• What to produce:
Could you set down every record below exactly as it appears?

• Raw data:
◇ ◇ ◇ ◇ ◇ ◇ ◇

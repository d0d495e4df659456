//! Plain-text description of cashflow documents.
//!
//! Works on the document form so the text matches what would be stored:
//!
//! ```text
//! Pay (
//!     Bonus: 19650 on 2023-03-04
//!     Salary: 3301.28 every 14 days counting from 2019-01-11 starting on 2022-01-01
//! ) ending on 2022-12-31
//! ```

use crate::domain::document::{CashflowDocument, Details};

const INDENT: &str = "    ";
const MONTH_NAMES: [&str; 12] = [
    "Jan", "Feb", "Mar", "Apr", "May", "Jun", "Jul", "Aug", "Sep", "Oct", "Nov", "Dec",
];

pub fn describe(document: &CashflowDocument) -> String {
    describe_indented(document, "")
}

pub fn describe_all(documents: &[CashflowDocument]) -> String {
    documents
        .iter()
        .map(describe)
        .collect::<Vec<_>>()
        .join("\n")
}

fn describe_indented(document: &CashflowDocument, indent: &str) -> String {
    let mut tokens: Vec<String> = Vec::new();

    match &document.details {
        Details::Composite { cashflows } => {
            let child_indent = format!("{indent}{INDENT}");
            let mut lines = vec![format!("{indent}{} (", document.name)];
            lines.extend(
                cashflows
                    .iter()
                    .map(|c| describe_indented(c, &child_indent)),
            );
            tokens.push(")".to_string());
            tokens.extend(modifiers(document));
            lines.push(format!("{indent}{}", tokens.join(" ")));
            return lines.join("\n");
        }
        Details::OneTime { date, amount } => {
            tokens.push(format!("{}:", document.name));
            tokens.push(amount.to_string());
            tokens.push(format!("on {date}"));
        }
        Details::Interval {
            first_date,
            interval,
            amount,
        } => {
            tokens.push(format!("{}:", document.name));
            tokens.push(amount.to_string());
            tokens.push(format!("every {interval} days counting from {first_date}"));
        }
        Details::Monthly {
            day,
            amount,
            months,
        } => {
            tokens.push(format!("{}:", document.name));
            tokens.push(amount.to_string());
            tokens.push(format!("on day {day}"));
            if let Some(months) = months {
                let names: Vec<&str> = months
                    .iter()
                    .filter_map(|m| MONTH_NAMES.get((*m as usize).wrapping_sub(1)).copied())
                    .collect();
                tokens.push(format!("in {}", names.join(", ")));
            }
        }
    }

    tokens.extend(modifiers(document));
    format!("{indent}{}", tokens.join(" "))
}

fn modifiers(document: &CashflowDocument) -> Vec<String> {
    let mut modifiers = Vec::new();
    if let Some(start) = document.start {
        modifiers.push(format!("starting on {start}"));
    }
    if let Some(end) = document.end {
        modifiers.push(format!("ending on {end}"));
    }
    if let Some(limit) = document.limit {
        modifiers.push(format!("maximum {limit}"));
    }
    modifiers
}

◇ ◇ ◇ ◇ ◇ ◇ ◇

• Exercise output:
repository d0d495e4df659456
//! Plain-text description of cashflow documents.
//!
//! Works on the document form so the text matches what would be stored:
//!
//! ```text
//! Pay (
//!     Bonus: 19650 on 2023-03-04
//!     Salary: 3301.28 every 14 days counting from 2019-01-11 starting on 2022-01-01
//! ) ending on 2022-12-31
//! ```

use crate::domain::document::{CashflowDocument, Details};

const INDENT: &str = "    ";
const MONTH_NAMES: [&str; 12] = [
    "Jan", "Feb", "Mar", "Apr", "May", "Jun", "Jul", "Aug", "Sep", "Oct", "Nov", "Dec",
];

pub fn describe(document: &CashflowDocument) -> String {
    describe_indented(document, "")
}

pub fn describe_all(documents: &[CashflowDocument]) -> String {
    documents
        .iter()
        .map(describe)
        .collect::<Vec<_>>()
        .join("\n")
}

fn describe_indented(document: &CashflowDocument, indent: &str) -> String {
    let mut tokens: Vec<String> = Vec::new();

    match &document.details {
        Details::Composite { cashflows } => {
            let child_indent = format!("{indent}{INDENT}");
            let mut lines = vec![format!("{indent}{} (", document.name)];
            lines.extend(
                cashflows
                    .iter()
                    .map(|c| describe_indented(c, &child_indent)),
            );
            tokens.push(")".to_string());
            tokens.extend(modifiers(document));
            lines.push(format!("{indent}{}", tokens.join(" ")));
            return lines.join("\n");
        }
        Details::OneTime { date, amount } => {
            tokens.push(format!("{}:", document.name));
            tokens.push(amount.to_string());
            tokens.push(format!("on {date}"));
        }
        Details::Interval {
            first_date,
            interval,
            amount,
        } => {
            tokens.push(format!("{}:", document.name));
            tokens.push(amount.to_string());
            tokens.push(format!("every {interval} days counting from {first_date}"));
        }
        Details::Monthly {
            day,
            amount,
            months,
        } => {
            tokens.push(format!("{}:", document.name));
            tokens.push(amount.to_string());
            tokens.push(format!("on day {day}"));
            if let Some(months) = months {
                let names: Vec<&str> = months
                    .iter()
                    .filter_map(|m| MONTH_NAMES.get((*m as usize).wrapping_sub(1)).copied())
                    .collect();
                tokens.push(format!("in {}", names.join(", ")));
            }
        }
    }

    tokens.extend(modifiers(document));
    format!("{indent}{}", tokens.join(" "))
}

fn modifiers(document: &CashflowDocument) -> Vec<String> {
    let mut modifiers = Vec::new();
    if let Some(start) = document.start {
        modifiers.push(format!("starting on {start}"));
    }
    if let Some(end) = document.end {
        modifiers.push(format!("ending on {end}"));
    }
    if let Some(limit) = document.limit {
        modifiers.push(format!("maximum {limit}"));
    }
    modifiers
}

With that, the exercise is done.